La Cedeao coche presque toutes les cases de la théorie du chercheur hongrois Béla Balassa, le penseur le plus cité dans les études liées à l’intégration économique et politique. Ce dernier classifie les processus d’intégration par étapes qui commencent par la communauté économique, l’union douanière et la monnaie. Il ne manque à la Cedeao que cette dernière étape de la monnaie unique pour qu’elle soit, au niveau des structures d’intégration, l’une des plus abouties comme l’Union européenne. Dans cette communauté régionale ouest-africaine, les différences ont toujours été confinées dans les divergences linguistiques.
Aujourd’hui, les points de cassure se sont étendus aux aires géographiques et aux régimes politiques. Nous sommes passés d’anglophones vs francophones et aussi lusophones aux États côtiers contre les pays de l’hinterland, des démocraties face aux autocraties. Ces cassures risquent de s’approfondir et de nous donner une facture très salée que de nombreux pays de la région devront payer. L’Union économique et monétaire ouest-africaine (Uemoa), si nous n’y prenons pas garde, risque de connaitre les mêmes zones de turbulences que sa « grande sœur », la Cedeao.
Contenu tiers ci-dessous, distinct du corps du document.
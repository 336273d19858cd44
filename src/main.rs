//! Command-line front end: reads a problem from a file or stdin, resolves it
//! with the selected strategy, and prints the proportions or a plain
//! no-solution message.

use std::fs::File;
use std::io::{self, BufReader};
use std::path::PathBuf;
use std::process::ExitCode;

use clap::{Parser, ValueEnum};

use ratio_constraints_system_solver::{
    read_problem, resolve, resolve_by_merging, InputError, Resolution,
};

/// Determines normalized mixing proportions for a set of ingredients from
/// pairwise ratio constraints.
#[derive(Parser, Debug)]
#[command(version, about)]
struct Args {
    /// File holding the problem input; reads stdin when omitted.
    input: Option<PathBuf>,

    /// Decimal places in the printed proportions.
    #[arg(long, default_value_t = 4)]
    precision: usize,

    /// Resolution strategy.
    #[arg(long, value_enum, default_value = "traversal")]
    strategy: Strategy,
}

#[derive(Clone, Copy, Debug, PartialEq, Eq, ValueEnum)]
enum Strategy {
    /// Anchor propagation over the constraint graph.
    Traversal,
    /// Incremental disjoint-group merging.
    Merging,
}

fn main() -> ExitCode {
    tracing_subscriber::fmt()
        .with_env_filter(
            tracing_subscriber::EnvFilter::try_from_default_env()
                .unwrap_or_else(|_| tracing_subscriber::EnvFilter::new("warn")),
        )
        .init();

    let args = Args::parse();
    match run(&args) {
        Ok(code) => code,
        Err(err) => {
            eprintln!("error: {err}");
            ExitCode::FAILURE
        }
    }
}

fn run(args: &Args) -> Result<ExitCode, InputError> {
    let problem = match &args.input {
        Some(path) => read_problem(BufReader::new(File::open(path)?))?,
        None => read_problem(io::stdin().lock())?,
    };
    let resolution = match args.strategy {
        Strategy::Traversal => resolve(problem.ingredient_count, &problem.constraints)?,
        Strategy::Merging => resolve_by_merging(problem.ingredient_count, &problem.constraints)?,
    };
    match resolution {
        Resolution::Solved(proportions) => {
            println!(
                "Proportions = {}",
                proportions.display_with_precision(args.precision)
            );
        }
        Resolution::NoUniqueSolution => {
            println!("No solution exists.");
        }
    }
    Ok(ExitCode::SUCCESS)
}
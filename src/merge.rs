use std::mem;

use petgraph::unionfind::UnionFind;
use tracing::debug;

use crate::common::{validate, Ingredient, RatioConstraint};
use crate::error::InputError;
use crate::solution::{Proportions, Resolution};

/// Resolves proportions without a traversal: constraints are folded in one at
/// a time, each either seeding a new group, attaching a loose ingredient to
/// an existing group, or merging two groups under a common unit. Agrees with
/// [`crate::resolve`] on every input.
pub fn resolve_by_merging(
    ingredient_count: usize,
    constraints: &[RatioConstraint],
) -> Result<Resolution, InputError> {
    validate(ingredient_count, constraints)?;
    let mut groups = Groups::new(ingredient_count);
    for constraint in constraints {
        if !groups.add_constraint(constraint) {
            debug!(%constraint, "constraint joins two ingredients already in one group");
            return Ok(Resolution::NoUniqueSolution);
        }
    }
    if !groups.is_single_group() {
        debug!("constraints leave more than one ingredient group");
        return Ok(Resolution::NoUniqueSolution);
    }
    Ok(Resolution::Solved(groups.into_proportions()))
}

/// Disjoint ingredient groups, each carrying weights in its own unit.
struct Groups {
    sets: UnionFind<usize>,
    weights: Vec<f64>,
    assigned: Vec<bool>,
    // member lists; meaningful only at current root indices
    members: Vec<Vec<usize>>,
}

impl Groups {
    fn new(ingredient_count: usize) -> Self {
        Groups {
            sets: UnionFind::new(ingredient_count),
            weights: vec![0.0; ingredient_count],
            assigned: vec![false; ingredient_count],
            members: (0..ingredient_count).map(|index| vec![index]).collect(),
        }
    }

    /// Folds one constraint in. `false` when its endpoints already share a
    /// group: with n - 1 constraints such an edge is wasted and some
    /// ingredient must end up unconnected.
    fn add_constraint(&mut self, constraint: &RatioConstraint) -> bool {
        let one = constraint.one;
        let two = constraint.two;
        if self.sets.equiv(one.index, two.index) {
            // also covers self-loops and duplicate edges
            return false;
        }
        match (self.assigned[one.index], self.assigned[two.index]) {
            (false, false) => {
                self.weights[one.index] = f64::from(one.amount);
                self.weights[two.index] = f64::from(two.amount);
            }
            (true, false) => self.attach(one, two),
            (false, true) => self.attach(two, one),
            (true, true) => {
                // cross-rescale both groups into a common unit
                let weight_one = self.weights[one.index];
                let weight_two = self.weights[two.index];
                self.rescale_group(one.index, f64::from(one.amount) * weight_two);
                self.rescale_group(two.index, f64::from(two.amount) * weight_one);
            }
        }
        self.assigned[one.index] = true;
        self.assigned[two.index] = true;
        self.merge_members(one.index, two.index);
        true
    }

    /// Adds `loose` to the group of `existing`, rescaling that group so the
    /// new pair respects the constraint's amounts.
    fn attach(&mut self, existing: Ingredient, loose: Ingredient) {
        let existing_weight = self.weights[existing.index];
        self.rescale_group(existing.index, f64::from(existing.amount));
        self.weights[loose.index] = f64::from(loose.amount) * existing_weight;
    }

    fn rescale_group(&mut self, member: usize, factor: f64) {
        let root = self.sets.find(member);
        for &index in &self.members[root] {
            self.weights[index] *= factor;
        }
    }

    fn merge_members(&mut self, a: usize, b: usize) {
        let root_a = self.sets.find(a);
        let root_b = self.sets.find(b);
        self.sets.union(a, b);
        let mut merged = mem::take(&mut self.members[root_a]);
        merged.append(&mut mem::take(&mut self.members[root_b]));
        let merged_root = self.sets.find(a);
        self.members[merged_root] = merged;
    }

    fn is_single_group(&self) -> bool {
        (1..self.weights.len()).all(|index| self.sets.equiv(0, index))
    }

    fn into_proportions(self) -> Proportions {
        Proportions::normalize(self.weights)
    }
}
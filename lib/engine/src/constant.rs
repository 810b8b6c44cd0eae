use crate::piece::Slot;

pub const BOARD_WIDTH: i8 = 9;
pub const BOARD_HEIGHT: i8 = 10;

// 九宫格列范围 d..=f（从 0 开始的列号）
pub const PALACE_COLUMNS: (i8, i8) = (3, 5);
pub const RED_PALACE_ROWS: (i8, i8) = (1, 3);
pub const BLACK_PALACE_ROWS: (i8, i8) = (8, 10);

// 楚河汉界：红方 1..=5，黑方 6..=10
pub const RED_RIVER_BANK: i8 = 5;
pub const BLACK_RIVER_BANK: i8 = 6;

pub const ROSTER_SIZE: usize = 16;

/// 红方开局摆放 (棋子, 列, 行)；黑方按 `11 - 行` 镜像
pub const OPENING_LAYOUT: [(Slot, i8, i8); ROSTER_SIZE] = [
    (Slot::General, 4, 1),
    (Slot::Advisor1, 3, 1),
    (Slot::Advisor2, 5, 1),
    (Slot::Elephant1, 2, 1),
    (Slot::Elephant2, 6, 1),
    (Slot::Horse1, 1, 1),
    (Slot::Horse2, 7, 1),
    (Slot::Chariot1, 0, 1),
    (Slot::Chariot2, 8, 1),
    (Slot::Cannon1, 1, 3),
    (Slot::Cannon2, 7, 3),
    (Slot::Soldier1, 0, 4),
    (Slot::Soldier2, 2, 4),
    (Slot::Soldier3, 4, 4),
    (Slot::Soldier4, 6, 4),
    (Slot::Soldier5, 8, 4),
];
use actix_web::http::StatusCode;
use actix_web::{HttpResponse, ResponseError};
use log::error;
use serde::Serialize;
use thiserror::Error;
use validator::ValidationErrors;

use crate::store::StoreError;

#[derive(Debug, Error)]
pub enum AppError {
    #[error("Not Found: {0}")]
    NotFound(String),
    #[error("Bad Request: {0}")]
    BadRequest(String),
    #[error("Unauthorized: {0}")]
    Unauthorized(String),
    #[error("Forbidden: {0}")]
    Forbidden(String),
    #[error("Conflict: {0}")]
    Conflict(String),
    #[error("Internal Server Error: {0}")]
    InternalServerError(String),
    #[error("Database Error: {0}")]
    DatabaseError(String),
}

#[derive(Serialize)]
struct ErrorResponse {
    message: String,
}

impl AppError {
    /// Text placed in the response body. Database details stay in the log.
    fn public_message(&self) -> String {
        match self {
            AppError::NotFound(msg)
            | AppError::BadRequest(msg)
            | AppError::Unauthorized(msg)
            | AppError::Forbidden(msg)
            | AppError::Conflict(msg)
            | AppError::InternalServerError(msg) => msg.clone(),
            AppError::DatabaseError(_) => "Database error".to_string(),
        }
    }
}

impl ResponseError for AppError {
    fn status_code(&self) -> StatusCode {
        match self {
            AppError::NotFound(_) => StatusCode::NOT_FOUND,
            AppError::BadRequest(_) => StatusCode::BAD_REQUEST,
            AppError::Unauthorized(_) => StatusCode::UNAUTHORIZED,
            AppError::Forbidden(_) => StatusCode::FORBIDDEN,
            AppError::Conflict(_) => StatusCode::CONFLICT,
            AppError::InternalServerError(_) | AppError::DatabaseError(_) => {
                StatusCode::INTERNAL_SERVER_ERROR
            }
        }
    }

    fn error_response(&self) -> HttpResponse {
        HttpResponse::build(self.status_code()).json(ErrorResponse {
            message: self.public_message(),
        })
    }
}

impl From<StoreError> for AppError {
    fn from(err: StoreError) -> Self {
        match err {
            StoreError::NotFound { .. } => AppError::NotFound(err.to_string()),
            StoreError::Conflict(msg) => AppError::Conflict(msg),
            StoreError::UnknownDepartment(_) => AppError::BadRequest(err.to_string()),
            StoreError::Database(inner) => {
                error!("Database failure: {}", inner);
                AppError::DatabaseError(inner.to_string())
            }
        }
    }
}

impl From<ValidationErrors> for AppError {
    fn from(err: ValidationErrors) -> Self {
        AppError::BadRequest(err.to_string())
    }
}

impl From<jsonwebtoken::errors::Error> for AppError {
    fn from(_err: jsonwebtoken::errors::Error) -> Self {
        AppError::Unauthorized("Invalid token".to_string())
    }
}
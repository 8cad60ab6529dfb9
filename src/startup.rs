//! Composition root: builds the store and shared state, and wires routes.

use std::sync::Arc;

use actix_web::web;
use log::{info, warn};

use crate::config::Settings;
use crate::db;
use crate::errors::AppError;
use crate::handlers;
use crate::security::PasswordEncoder;
use crate::store::{MemoryStore, PgStore, Store, StoreError};

pub struct AppState {
    pub store: Arc<dyn Store>,
    pub passwords: PasswordEncoder,
    pub jwt_secret: Option<String>,
}

impl AppState {
    pub fn new(store: Arc<dyn Store>, jwt_secret: Option<String>) -> Self {
        AppState {
            store,
            passwords: PasswordEncoder::new(),
            jwt_secret,
        }
    }
}

/// PostgreSQL when `DATABASE_URL` is set, otherwise the in-memory store.
pub async fn build_store(settings: &Settings) -> Result<Arc<dyn Store>, StoreError> {
    match &settings.database_url {
        Some(url) => {
            let pool = db::create_pool(url, settings.database_max_connections).await?;
            db::migrate(&pool).await?;
            info!("Using PostgreSQL store");
            Ok(Arc::new(PgStore::new(pool)))
        }
        None => {
            warn!("DATABASE_URL is not set, data will be kept in memory only");
            Ok(Arc::new(MemoryStore::new()))
        }
    }
}

pub fn configure(cfg: &mut web::ServiceConfig) {
    cfg.app_data(
        web::JsonConfig::default().error_handler(|err, _req| AppError::BadRequest(err.to_string()).into()),
    )
    .app_data(
        web::PathConfig::default().error_handler(|err, _req| AppError::BadRequest(err.to_string()).into()),
    )
    .app_data(
        web::QueryConfig::default().error_handler(|err, _req| AppError::BadRequest(err.to_string()).into()),
    )
    .service(web::resource("/register").route(web::post().to(handlers::auth::register)))
    .service(web::resource("/authenticate").route(web::post().to(handlers::auth::authenticate)))
    .service(
        web::resource("/verify-username/{username}")
            .route(web::get().to(handlers::auth::verify_username)),
    )
    .service(web::resource("/reset-password").route(web::post().to(handlers::auth::reset_password)))
    .service(
        web::scope("/api")
            .service(web::resource("/auth/me").route(web::get().to(handlers::auth::current_user)))
            .service(
                web::resource("/departments")
                    .route(web::get().to(handlers::department::get_departments))
                    .route(web::post().to(handlers::department::create_department)),
            )
            .service(
                web::resource("/departments/{id}")
                    .route(web::get().to(handlers::department::get_department))
                    .route(web::put().to(handlers::department::update_department))
                    .route(web::delete().to(handlers::department::delete_department)),
            )
            .service(
                web::resource("/employees")
                    .route(web::get().to(handlers::employee::get_employees))
                    .route(web::post().to(handlers::employee::create_employee)),
            )
            .service(
                web::resource("/employees/{id}")
                    .route(web::get().to(handlers::employee::get_employee))
                    .route(web::put().to(handlers::employee::update_employee))
                    .route(web::delete().to(handlers::employee::delete_employee)),
            ),
    );
}
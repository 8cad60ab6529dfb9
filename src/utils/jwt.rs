use chrono::{Duration, Utc};
use jsonwebtoken::{decode, encode, Algorithm, DecodingKey, EncodingKey, Header, Validation};
use serde::{Deserialize, Serialize};

const TOKEN_TTL_DAYS: i64 = 7;

#[derive(Debug, Serialize, Deserialize)]
pub struct Claims {
    pub sub: String, // Username
    pub exp: usize,  // Expiration timestamp
}

pub fn generate_token(username: &str, secret: &str) -> Result<String, jsonwebtoken::errors::Error> {
    let expiration = (Utc::now() + Duration::days(TOKEN_TTL_DAYS)).timestamp() as usize;

    let claims = Claims {
        sub: username.to_string(),
        exp: expiration,
    };

    encode(
        &Header::default(),
        &claims,
        &EncodingKey::from_secret(secret.as_bytes()),
    )
}

pub fn validate_token(token: &str, secret: &str) -> Result<Claims, jsonwebtoken::errors::Error> {
    decode::<Claims>(
        token,
        &DecodingKey::from_secret(secret.as_bytes()),
        &Validation::new(Algorithm::HS256),
    )
    .map(|data| data.claims)
}
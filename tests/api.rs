use std::sync::Arc;

use actix_web::cookie::Cookie;
use actix_web::http::StatusCode;
use actix_web::middleware::from_fn;
use actix_web::{test, web, App};
use serde_json::{json, Value};

use employee_management_backend::security::{self, AccessPolicy, CsrfProtection, FilterChain, XSRF_COOKIE, XSRF_HEADER};
use employee_management_backend::startup::{self, AppState};
use employee_management_backend::store::{MemoryStore, Store};
use employee_management_backend::utils::jwt;

const SECRET: &str = "integration-secret";

fn state() -> (Arc<MemoryStore>, web::Data<AppState>) {
    let store = Arc::new(MemoryStore::new());
    let state = web::Data::new(AppState::new(store.clone(), Some(SECRET.to_string())));
    (store, state)
}

macro_rules! app {
    ($state:expr, $chain:expr) => {
        test::init_service(
            App::new()
                .app_data($state.clone())
                .app_data(web::Data::new($chain))
                .wrap(from_fn(security::gate))
                .configure(startup::configure),
        )
        .await
    };
}

fn employee_body(department: Value) -> Value {
    json!({
        "firstName": "John",
        "lastName": "Doe",
        "email": "john.doe@example.com",
        "age": 30,
        "salary": 50000,
        "department": department,
    })
}

#[actix_web::test]
async fn department_crud_round_trip() {
    let (_store, state) = state();
    let app = app!(state, FilterChain::permit_all());

    let req = test::TestRequest::post()
        .uri("/api/departments")
        .set_json(json!({ "name": "Engineering" }))
        .to_request();
    let resp = test::call_service(&app, req).await;
    assert_eq!(resp.status(), StatusCode::CREATED);
    let created: Value = test::read_body_json(resp).await;
    let id = created["id"].as_i64().expect("generated id");
    assert_eq!(created["name"], "Engineering");
    assert_eq!(created["employees"], json!([]));

    let req = test::TestRequest::get().uri(&format!("/api/departments/{}", id)).to_request();
    let loaded: Value = test::call_and_read_body_json(&app, req).await;
    assert_eq!(loaded["name"], "Engineering");

    let req = test::TestRequest::put()
        .uri(&format!("/api/departments/{}", id))
        .set_json(json!({ "name": "Platform" }))
        .to_request();
    let updated: Value = test::call_and_read_body_json(&app, req).await;
    assert_eq!(updated["id"], id);
    assert_eq!(updated["name"], "Platform");

    let req = test::TestRequest::post()
        .uri("/api/departments")
        .set_json(json!({ "name": "Platform" }))
        .to_request();
    let duplicate: Value = test::call_and_read_body_json(&app, req).await;
    assert_ne!(duplicate["id"], id);

    let req = test::TestRequest::get().uri("/api/departments").to_request();
    let all: Value = test::call_and_read_body_json(&app, req).await;
    assert_eq!(all.as_array().unwrap().len(), 2);

    let req = test::TestRequest::delete().uri(&format!("/api/departments/{}", id)).to_request();
    let resp = test::call_service(&app, req).await;
    assert_eq!(resp.status(), StatusCode::OK);

    let req = test::TestRequest::get().uri(&format!("/api/departments/{}", id)).to_request();
    let resp = test::call_service(&app, req).await;
    assert_eq!(resp.status(), StatusCode::NOT_FOUND);
    let body: Value = test::read_body_json(resp).await;
    assert!(body["message"].as_str().unwrap().contains("not found"));
}

#[actix_web::test]
async fn department_name_is_not_validated() {
    let (_store, state) = state();
    let app = app!(state, FilterChain::permit_all());

    for body in [json!({ "name": "" }), json!({})] {
        let req = test::TestRequest::post().uri("/api/departments").set_json(body).to_request();
        let resp = test::call_service(&app, req).await;
        assert_eq!(resp.status(), StatusCode::CREATED);
        let created: Value = test::read_body_json(resp).await;
        assert_eq!(created["name"], "");
    }
}
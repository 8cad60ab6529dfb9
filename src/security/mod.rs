//! Request filter chain.
//!
//! [`gate`] wraps the whole application and runs once per request, before
//! routing. What it enforces comes from the [`FilterChain`] registered as app
//! data. The default chain has CSRF protection disabled and permits every
//! request without looking at credentials.

use std::str::FromStr;

use actix_web::body::{EitherBody, MessageBody};
use actix_web::dev::{ServiceRequest, ServiceResponse};
use actix_web::middleware::Next;
use actix_web::{web, Error, HttpRequest, ResponseError};
use log::{debug, warn};

use crate::errors::AppError;
use crate::utils::jwt;

pub mod password;

pub use password::PasswordEncoder;

pub const XSRF_COOKIE: &str = "XSRF-TOKEN";
pub const XSRF_HEADER: &str = "X-XSRF-TOKEN";

/// Paths reachable without a token under [`AccessPolicy::Authenticated`].
const PUBLIC_PATHS: &[&str] = &["/register", "/authenticate", "/reset-password", "/verify-username/"];

#[derive(Debug, Clone, Copy, PartialEq, Eq, Default)]
pub enum AccessPolicy {
    #[default]
    PermitAll,
    Authenticated,
}

impl FromStr for AccessPolicy {
    type Err = String;

    fn from_str(s: &str) -> Result<Self, Self::Err> {
        match s.trim().to_ascii_lowercase().as_str() {
            "permit_all" | "permitall" => Ok(AccessPolicy::PermitAll),
            "authenticated" => Ok(AccessPolicy::Authenticated),
            other => Err(format!("unknown access policy '{}'", other)),
        }
    }
}

#[derive(Debug, Clone, Copy, PartialEq, Eq, Default)]
pub enum CsrfProtection {
    #[default]
    Disabled,
    /// Unsafe methods must echo the `XSRF-TOKEN` cookie in `X-XSRF-TOKEN`.
    DoubleSubmitCookie,
}

impl FromStr for CsrfProtection {
    type Err = String;

    fn from_str(s: &str) -> Result<Self, Self::Err> {
        match s.trim().to_ascii_lowercase().as_str() {
            "disabled" | "off" => Ok(CsrfProtection::Disabled),
            "double_submit" | "double_submit_cookie" => Ok(CsrfProtection::DoubleSubmitCookie),
            other => Err(format!("unknown csrf mode '{}'", other)),
        }
    }
}

#[derive(Debug, Clone, Default)]
pub struct FilterChain {
    pub csrf: CsrfProtection,
    pub policy: AccessPolicy,
    jwt_secret: Option<String>,
}

impl FilterChain {
    pub fn new(csrf: CsrfProtection, policy: AccessPolicy, jwt_secret: Option<String>) -> Self {
        FilterChain {
            csrf,
            policy,
            jwt_secret,
        }
    }

    /// CSRF off, every request authorized.
    pub fn permit_all() -> Self {
        Self::default()
    }

    /// Runs the CSRF filter, then the authorization filter.
    pub fn check(&self, req: &HttpRequest) -> Result<(), AppError> {
        self.check_csrf(req)?;
        self.check_authorization(req)
    }

    fn check_csrf(&self, req: &HttpRequest) -> Result<(), AppError> {
        if self.csrf == CsrfProtection::Disabled || req.method().is_safe() {
            return Ok(());
        }

        let cookie = req.cookie(XSRF_COOKIE);
        let header = req.headers().get(XSRF_HEADER).and_then(|v| v.to_str().ok());

        match (cookie, header) {
            (Some(cookie), Some(header)) if !header.is_empty() && cookie.value() == header => Ok(()),
            _ => Err(AppError::Forbidden("Missing or invalid CSRF token".to_string())),
        }
    }

    fn check_authorization(&self, req: &HttpRequest) -> Result<(), AppError> {
        if self.policy == AccessPolicy::PermitAll || is_public_path(req.path()) {
            return Ok(());
        }

        let token = bearer_token(req).ok_or_else(|| AppError::Unauthorized("Missing token".to_string()))?;

        let secret = self
            .jwt_secret
            .as_deref()
            .ok_or_else(|| AppError::Unauthorized("Token verification is not configured".to_string()))?;

        let claims = jwt::validate_token(token, secret)?;
        debug!("Authenticated request from '{}'", claims.sub);
        Ok(())
    }
}

/// The token from an `Authorization: Bearer <token>` header, if any.
pub fn bearer_token(req: &HttpRequest) -> Option<&str> {
    req.headers()
        .get("Authorization")
        .and_then(|auth| auth.to_str().ok())
        .and_then(|auth| auth.strip_prefix("Bearer "))
        .map(str::trim)
        .filter(|token| !token.is_empty())
}

fn is_public_path(path: &str) -> bool {
    PUBLIC_PATHS
        .iter()
        .any(|public| if public.ends_with('/') { path.starts_with(public) } else { path == *public })
}

/// Middleware entry point, registered with `middleware::from_fn`.
pub async fn gate<B: MessageBody>(
    req: ServiceRequest,
    next: Next<B>,
) -> Result<ServiceResponse<EitherBody<B>>, Error> {
    let verdict = match req.app_data::<web::Data<FilterChain>>() {
        Some(chain) => chain.check(req.request()),
        None => {
            warn!("No filter chain registered, permitting {} {}", req.method(), req.path());
            FilterChain::permit_all().check(req.request())
        }
    };

    match verdict {
        Ok(()) => {
            debug!("{} {} passed the filter chain", req.method(), req.path());
            next.call(req).await.map(ServiceResponse::map_into_left_body)
        }
        Err(err) => {
            warn!("{} {} rejected: {}", req.method(), req.path(), err);
            let response = err.error_response();
            Ok(req.into_response(response).map_into_right_body())
        }
    }
}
C’est pourquoi il est important, au-delà des réformes qui s’imposent à ces organisations dont certaines ont pris de l’âge avec des rides, de pouvoir s’adapter aux nouvelles donnes, particulièrement à la montée du nationalisme/souverainisme. Il faudra surtout, nonobstant les réussites indéniables, faire en sorte que les règles tacites et explicites qui régissent ces organisations communautaires soient réglées, quelles que soient les contingences ou les circonstances du moment. Sinon nous risquons les affres et les balafres de la désintégration…
Par Oumar NDIAYE (oumar.ndiaye@lesoleil.sn)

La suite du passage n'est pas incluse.